Warlord Wednesday: Battle Cry

Let's re-enter the lost world with another installment of my issue by issue examination of DC Comic's Warlord, the earlier installments of which can be found here...

"Battle Cry"
Warlord (vol. 1) #20 (April 1979)

Written and Pencilled by Mike Grell; Inked by Vince Colletta

Synopsis: Morgan and his companions lead “a ragtag band of soldiers, adventurers, and mercenaries” north into twilight lands, and toward the Terminator--the cusp between the outer and inner earth--and eternal darkness. There they hope to find Deimos, and Morgan's and Tara’s kidnapped son.

Within his fortress, Deimos watches their approach in his crystal ball, with Ashiya and Joshua nearby. Deimos tells Ashiya that the son will be the key to the defeat of the father. The scrolls of blood have shown him how to use the technology of their ancestors to bring about his vengeance. He uses a knife to take a scrape of skin from the infant boy, then places it inside the sphere of an ancient machine. As Deimos works the controls, Ashiya watches in stunned silence, as the sphere fills with energy, and the speck of skin grows and swiftly develops into a clone of Joshua. Deimos plans to hedge his bets by keeping the real heir to Shamballah in his power, no matter what. He sends Ashiya and the original child away to make his final preparations to greet Morgan.

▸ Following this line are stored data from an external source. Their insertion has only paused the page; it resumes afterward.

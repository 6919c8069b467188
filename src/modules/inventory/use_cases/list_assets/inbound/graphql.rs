use async_graphql::{Context, Object, Result as GqlResult, SimpleObject};

use crate::modules::inventory::core::asset::{Asset, NFeRecord};
use crate::modules::inventory::use_cases::list_assets::inbound::http::load_rows;
use crate::modules::inventory::use_cases::list_assets::projection::AssetRow;
use crate::shell::state::{AppState, run_blocking};

#[derive(SimpleObject, Clone)]
pub struct GqlNFe {
    pub id: String,
    pub number: String,
    pub kind: String,
    pub date: String,
    pub file_url: Option<String>,
}

impl From<NFeRecord> for GqlNFe {
    fn from(v: NFeRecord) -> Self {
        Self {
            id: v.id,
            number: v.number,
            kind: v.kind.label().to_string(),
            date: v.date.to_string(),
            file_url: v.file_url,
        }
    }
}

#[derive(SimpleObject, Clone)]
pub struct GqlAsset {
    pub id: String,
    pub name: String,
    pub tag: String,
    pub category: String,
    pub status: String,
    pub department_id: String,
    pub purchase_date: Option<String>,
    pub purchase_value: f64,
    pub description: String,
    pub nfes: Vec<GqlNFe>,
}

impl From<Asset> for GqlAsset {
    fn from(v: Asset) -> Self {
        Self {
            id: v.id,
            name: v.name,
            tag: v.tag,
            category: v.category.to_string(),
            status: v.status.to_string(),
            department_id: v.department_id,
            purchase_date: v.purchase_date.map(|date| date.to_string()),
            purchase_value: v.purchase_value,
            description: v.description,
            nfes: v.nfes.into_iter().map(Into::into).collect(),
        }
    }
}

#[derive(SimpleObject, Clone)]
pub struct GqlAssetRow {
    pub asset: GqlAsset,
    pub department_name: String,
}

impl From<AssetRow> for GqlAssetRow {
    fn from(v: AssetRow) -> Self {
        Self {
            asset: v.asset.into(),
            department_name: v.department_name,
        }
    }
}

#[derive(Default)]
pub struct AssetsQuery;

#[Object]
impl AssetsQuery {
    async fn assets(
        &self,
        context: &Context<'_>,
        search: Option<String>,
    ) -> GqlResult<Vec<GqlAssetRow>> {
        let state = context.data_unchecked::<AppState>();
        let store = state.store.clone();
        let rows = run_blocking(move || Ok(load_rows(&store, search.as_deref())?))
            .await
            .map_err(|e| async_graphql::Error::new(e.to_string()))?;
        Ok(rows.into_iter().map(Into::into).collect())
    }
}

As the Warlord’s band nears the city, Deimos turns his magic upon them. He causes an earthquake to bring a canyon walls down on them, decimating their group. No sooner have the rumbles of the avalanche died away, then a swarm of bat-fiends attacks the few survivors. Only our four (named) heroes are left alive to storm the castle.

Soon, the heroes are at the Grayskull-esque drawbridge of the fortress. The way is clear, and unguarded, which makes them suspect a trap. Thinking only of finding his son, Morgan moves across the bridge alone--only to have it fall away beneath him. He manages to grab a chain and keep from falling onto the spikes below. Then, his sharp reflexes save him again as the portcullis falls. He’s inside the castle, but separated from his friends. And the bat-demons are coming.

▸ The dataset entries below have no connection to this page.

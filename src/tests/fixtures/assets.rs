// Builders for stored records. Defaults are fixed so tests stay deterministic.

use crate::modules::inventory::core::asset::{
    Asset, AssetCategory, AssetStatus, NFeKind, NFeRecord,
};
use crate::modules::inventory::core::movement::Movement;
use chrono::{DateTime, NaiveDate, TimeZone, Utc};

pub fn fixed_date() -> NaiveDate {
    NaiveDate::from_ymd_opt(2023, 11, 15).unwrap()
}

pub fn fixed_timestamp() -> DateTime<Utc> {
    Utc.with_ymd_and_hms(2024, 5, 2, 13, 45, 0).unwrap()
}

pub struct AssetBuilder {
    inner: Asset,
}

impl Default for AssetBuilder {
    fn default() -> Self {
        Self::new()
    }
}

#[allow(dead_code)]
impl AssetBuilder {
    pub fn new() -> Self {
        Self {
            inner: Asset {
                id: "asset-fixed-0001".to_string(),
                name: "Notebook Dell Latitude".to_string(),
                tag: "TI-100".to_string(),
                category: AssetCategory::It,
                status: AssetStatus::InOperation,
                department_id: "1".to_string(),
                purchase_date: Some(fixed_date()),
                purchase_value: 7200.0,
                description: "Notebook para o time de suporte.".to_string(),
                nfes: vec![NFeRecord {
                    id: "nf-fixed-0001".to_string(),
                    number: "98765".to_string(),
                    kind: NFeKind::Purchase,
                    date: fixed_date(),
                    file_url: None,
                }],
            },
        }
    }

    pub fn id(mut self, v: impl Into<String>) -> Self {
        self.inner.id = v.into();
        self
    }

    pub fn name(mut self, v: impl Into<String>) -> Self {
        self.inner.name = v.into();
        self
    }

    pub fn tag(mut self, v: impl Into<String>) -> Self {
        self.inner.tag = v.into();
        self
    }

    pub fn category(mut self, v: AssetCategory) -> Self {
        self.inner.category = v;
        self
    }

    pub fn status(mut self, v: AssetStatus) -> Self {
        self.inner.status = v;
        self
    }

    pub fn department_id(mut self, v: impl Into<String>) -> Self {
        self.inner.department_id = v.into();
        self
    }

    pub fn purchase_value(mut self, v: f64) -> Self {
        self.inner.purchase_value = v;
        self
    }

    pub fn build(self) -> Asset {
        self.inner
    }
}

pub struct MovementBuilder {
    inner: Movement,
}

impl Default for MovementBuilder {
    fn default() -> Self {
        Self::new()
    }
}

#[allow(dead_code)]
impl MovementBuilder {
    pub fn new() -> Self {
        Self {
            inner: Movement {
                id: "movement-fixed-0001".to_string(),
                asset_id: "a1".to_string(),
                from_department_id: "1".to_string(),
                to_department_id: "3".to_string(),
                date: fixed_timestamp(),
                reason: "Envio para reparo técnico".to_string(),
            },
        }
    }

    pub fn id(mut self, v: impl Into<String>) -> Self {
        self.inner.id = v.into();
        self
    }

    pub fn asset_id(mut self, v: impl Into<String>) -> Self {
        self.inner.asset_id = v.into();
        self
    }

    pub fn from(mut self, v: impl Into<String>) -> Self {
        self.inner.from_department_id = v.into();
        self
    }

    pub fn to(mut self, v: impl Into<String>) -> Self {
        self.inner.to_department_id = v.into();
        self
    }

    pub fn reason(mut self, v: impl Into<String>) -> Self {
        self.inner.reason = v.into();
        self
    }

    pub fn build(self) -> Movement {
        self.inner
    }
}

Morgan fights them savagely, but it looks like he might be undone by their numbers, when flaming oils falls on them. Morgan tells Deimos his aim is bad, but Deimos says his minions got too eager--and he wants the Warlords for himself. He taunts Morgan to climb the stairs and enter the open door.

Morgan moves through dimly lit corridors warily, always taunted by the laughter of Deimos. Finally, he enters a room where he finds teh devil priest seated upon a throne. Deimos demands he bow before him. Morgan responds by stabbing his sword through Deimos’s chest, and the chair behind him.

But Deimos only laughs. He can’t die now due to the power of the Mask of Life, which Morgan unwittingly delivered to his disciple, Ashiya. Unfortunately, while the mask gives him life, it doesn’t keep his body from decaying in the sun, so he must replenish himself with human blood.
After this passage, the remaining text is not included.